Aşk birdenbire oldu,
Sevinç birdenbire
Çok da şey yapmayın yani bırakın olsun her şey birdenbire :)

1 Temmuz 2014 Salı

Elbet Bir Gün

   Giden günler geri gelmez, o günlerden daha mutlu günleri o günlerden daha mutsuz günleri yaşayabilirsin ama asla AYNI O ESKİ GÜNLERİ YAŞAYAMAZSIN. Bir şeyin dahası veya aşağısı olur ama gibisi olmaz. Doğanın böyle bir kanunu var çünkü bir daha aynı insanları aynı mekanı aynı mevsimi bir araya toplasan da sana aynı tadı vermez.

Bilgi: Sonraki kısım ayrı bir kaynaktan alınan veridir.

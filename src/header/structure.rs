//! Struct parser

use super::char_class::find_word;
use super::class::{find_single_colon, qualify};
use super::config::ScraperConfig;
use super::decl::{Declaration, StructDecl};
use super::error::{HeaderError, HeaderResult};
use super::parser::HeaderParser;
use super::scanner::{
    find_first_not_of, find_first_of, find_scope_borders, smart_find_first_of, Delimiter,
};

/// Name after `struct `: the first word that is not an attribute or export macro
fn struct_name<'t>(head: &'t str, config: &ScraperConfig) -> &'t str {
    let mut pos = 0;
    loop {
        pos = find_first_not_of(b" \t\r\n", head, pos);
        let end = find_first_of(b"{; \t\r\n", head, pos);
        let word = &head[pos..end];
        if word.starts_with("[[") || config.is_known_macro(word) {
            pos = end;
            continue;
        }
        return word;
    }
}

impl HeaderParser<'_> {
    /// Parse `struct Name { ... };` or `struct Name;`
    ///
    /// The body is split into member statements on top-level `;`; an inline
    /// method body's closing `}` ends its statement as well.
    ///
    /// # Errors
    ///
    /// [`HeaderError::MissingKeyword`] when there is no `struct` at or after
    /// `start`, [`HeaderError::MissingName`] when no name follows it.
    pub fn parse_struct(
        &mut self,
        start: usize,
        parent: Option<&str>,
        template: Option<String>,
    ) -> HeaderResult<(usize, Declaration)> {
        let text = self.text;
        let keyword = find_word(text, start, "struct").ok_or(HeaderError::MissingKeyword {
            keyword: "struct",
            position: start,
        })?;
        let after_keyword = keyword + "struct".len();

        let stop = smart_find_first_of(b";{", text, after_keyword);
        let head = &text[after_keyword..stop];
        let (head, extends) = match find_single_colon(head) {
            Some(colon) => (&head[..colon], Some(head[colon + 1..].trim().to_string())),
            None => (head, None),
        };
        let name = struct_name(head, self.config);
        if name.is_empty() {
            return Err(HeaderError::MissingName {
                construct: "struct",
                position: after_keyword,
            });
        }
        let name = qualify(parent, name);

        if stop >= text.len() || text.as_bytes()[stop] == b';' {
            self.diagnostics
                .debug(&format!("Forward declaration of struct {}", name));
            let decl = StructDecl {
                name,
                template,
                ..StructDecl::default()
            };
            return Ok(((stop + 1).min(text.len()), Declaration::Struct(decl)));
        }

        let body = find_scope_borders(text, stop, Delimiter::Brace)?;
        let (members, friends) =
            self.nested(|parser| parser.parse_members(body.open + 1, body.close, &name))?;

        let decl = StructDecl {
            name,
            template,
            extends: extends.filter(|bases| !bases.is_empty()),
            members: Some(members),
            friends,
        };
        Ok((self.consume_semicolon(body.end()), Declaration::Struct(decl)))
    }
}

#[cfg(test)]
mod tests {
    use super::*;
    use crate::header::decl::Member;
    use crate::header::diagnostics::{CollectingDiagnostics, NullDiagnostics, Severity};

    fn parse_struct(text: &str) -> StructDecl {
        let config = ScraperConfig::default();
        let mut parser = HeaderParser::new(text, &config, &NullDiagnostics);
        match parser.parse_struct(0, None, None).unwrap() {
            (_, Declaration::Struct(s)) => s,
            (_, other) => panic!("unexpected {:?}", other),
        }
    }

    #[test]
    fn test_opaque_struct_has_no_members() {
        let config = ScraperConfig::default();
        let diag = CollectingDiagnostics::new();
        let mut parser = HeaderParser::new("struct Opaque;", &config, &diag);
        let (end, decl) = parser.parse_struct(0, None, None).unwrap();
        assert_eq!(end, 14);
        let json = serde_json::to_value(&decl).unwrap();
        assert!(json.get("members").is_none());
        assert_eq!(diag.messages(Severity::Debug), vec!["Forward declaration of struct Opaque"]);
    }

    #[test]
    fn test_struct_fields_and_methods() {
        let s = parse_struct(
            "struct Point {\n  int x = 0, y = 0;\n  double Length() const { return 0; }\n  NO_COPY_SEMANTIC(Point);\n};",
        );
        assert_eq!(s.name, "Point");
        let members = s.members.unwrap();
        assert_eq!(members.len(), 3);
        assert!(matches!(&members[0], Member::Field(f) if f.name == "x"));
        assert!(matches!(&members[1], Member::Field(f) if f.name == "y"));
        assert!(matches!(&members[2], Member::Method(m) if m.name == "Length"));
    }

    #[test]
    fn test_struct_name_skips_decoration() {
        let s = parse_struct("struct PANDA_PUBLIC_API Frame : public Base { };");
        assert_eq!(s.name, "Frame");
        assert_eq!(s.members, Some(vec![]));
    }

    #[test]
    fn test_struct_bases_and_friends() {
        let s = parse_struct("struct Derived : public Base<int>, Mixin { friend class Builder; int x; };");
        assert_eq!(s.name, "Derived");
        assert_eq!(s.extends.as_deref(), Some("public Base<int>, Mixin"));
        assert_eq!(s.friends, vec!["Builder"]);
        let members = s.members.unwrap();
        assert_eq!(members.len(), 1);
        assert!(matches!(&members[0], Member::Field(f) if f.name == "x"));

        let plain = parse_struct("struct Plain { int y; };");
        assert!(plain.extends.is_none());
        let json = serde_json::to_value(&plain).unwrap();
        assert!(json.get("extends").is_none());
        assert!(json.get("friends").is_none());
    }

    #[test]
    fn test_nested_struct_and_enum_qualified() {
        let s = parse_struct("struct Outer { struct Inner; enum class Kind { A, B }; Kind kind; };");
        let members = s.members.unwrap();
        let names: Vec<_> = members
            .iter()
            .map(|m| match m {
                Member::Nested(d) => d.name().to_string(),
                Member::Field(f) => f.name.clone(),
                Member::Method(m) => m.name.clone(),
            })
            .collect();
        assert_eq!(names, vec!["Outer::Inner", "Outer::Kind", "kind"]);
    }

    #[test]
    fn test_missing_name() {
        let config = ScraperConfig::default();
        let mut parser = HeaderParser::new("struct {", &config, &NullDiagnostics);
        assert_eq!(
            parser.parse_struct(0, None, None).unwrap_err(),
            HeaderError::MissingName {
                construct: "struct",
                position: 6
            }
        );
        let mut parser = HeaderParser::new("class C;", &config, &NullDiagnostics);
        assert!(matches!(
            parser.parse_struct(0, None, None),
            Err(HeaderError::MissingKeyword { keyword: "struct", .. })
        ));
    }
}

Yine güzeldir yine mutluluk vardır ama o tadı damağında kalan anın aynısını yaşayamazsın.
    İşte o yüzden anın büyüsünü yakalamak dediğimiz şey çok önemli bir nev'i o anla aranda ten uyumu gibi bir şey bu. Tekrar yaşayamazsın tekrarını oynatamazsın dizi özeti mi bu nitekim sevdiğin dizinin bile tekrarı aynı tadı vermiyorken anından bunu bekleyemezsin. Ama şöyle bir seçeneğin var daha güzel anlar biriktirmek, daha mutlu olmak, daha çok gülmek. Ayrıca teknoloji sana binbir türlü imkan sunmuş azıcık kullan fotografların olsun videoların olsun onlara bakıp eski günleri yad et mesela ya da notlar yaz emin ol oraya buraya bıraktığın hatta zamanında anı değeri taşımayan bir şeyler aylar yıllar sonra karşına bir yerden çıkacak. Yazılan bir not mesela, öylesine çekilmiş bir fotograf her ne olursa işte sana tebessüm ettirecek cinsten ne varsa sakla onları, onlar senin geçip giden zamanların onlar senin hayata karşı ELBET BİR GÜN BULUŞACAĞIZ deme biçimin. Sevdiklerinle aynı anı bir daha yaşayamazsın belki o günler bir daha geriye gelmez ama elbet bir gün buluşursunuz bak Zeki Müren de öyle demiyor mu :) ?

 
      

29 Haziran 2014 Pazar

Hayr mı şer mi bilmem ama.

 Hayat; genel olarak senin yaptığın planlara kapının arkasından hınzırca gülümseyen çocuk gibi. Sen kuruyorsun, planlıyorsun, heves ediyorsun hayatın cevabının ne olacağını bilmeden kesiyorsun bileti AMA O İŞLER ÖYLE OLMUYOR. Çünkü hayatın da senin için bir planı var bazen altın tepside bazen de fazlasıyla hatta haddinden fazla bir acıyla sunuyor sana. Bazen hayr veriyor şer çıkıyor bazen şer bu diyorsun hayra dönüşüyor. Kısacası türlü türlü seçenekten bir piyango bileti sunuyor sana ve sen bazen olmuşa çare bulamayacağını bile bile oradan oraya atıyorsun kendini kuş gibi çırpınıp duruyorsun belki sövüyorsun belki tepiniyorsun ama unuttuğun bir şey var; İNSAN NASİBİNDEN BİR ADIM BİLE ÖTEYE GİDEMEDİĞİNİ BİLDİĞİ HALDE NİYE ÜZÜLÜR Kİ ?
     
     O zaman bu güzel yaz-ramazan akşamında içinizden geçen neyse nasibiniz olsun. İyi geceler sevgili Kent fm dinleyicileri :)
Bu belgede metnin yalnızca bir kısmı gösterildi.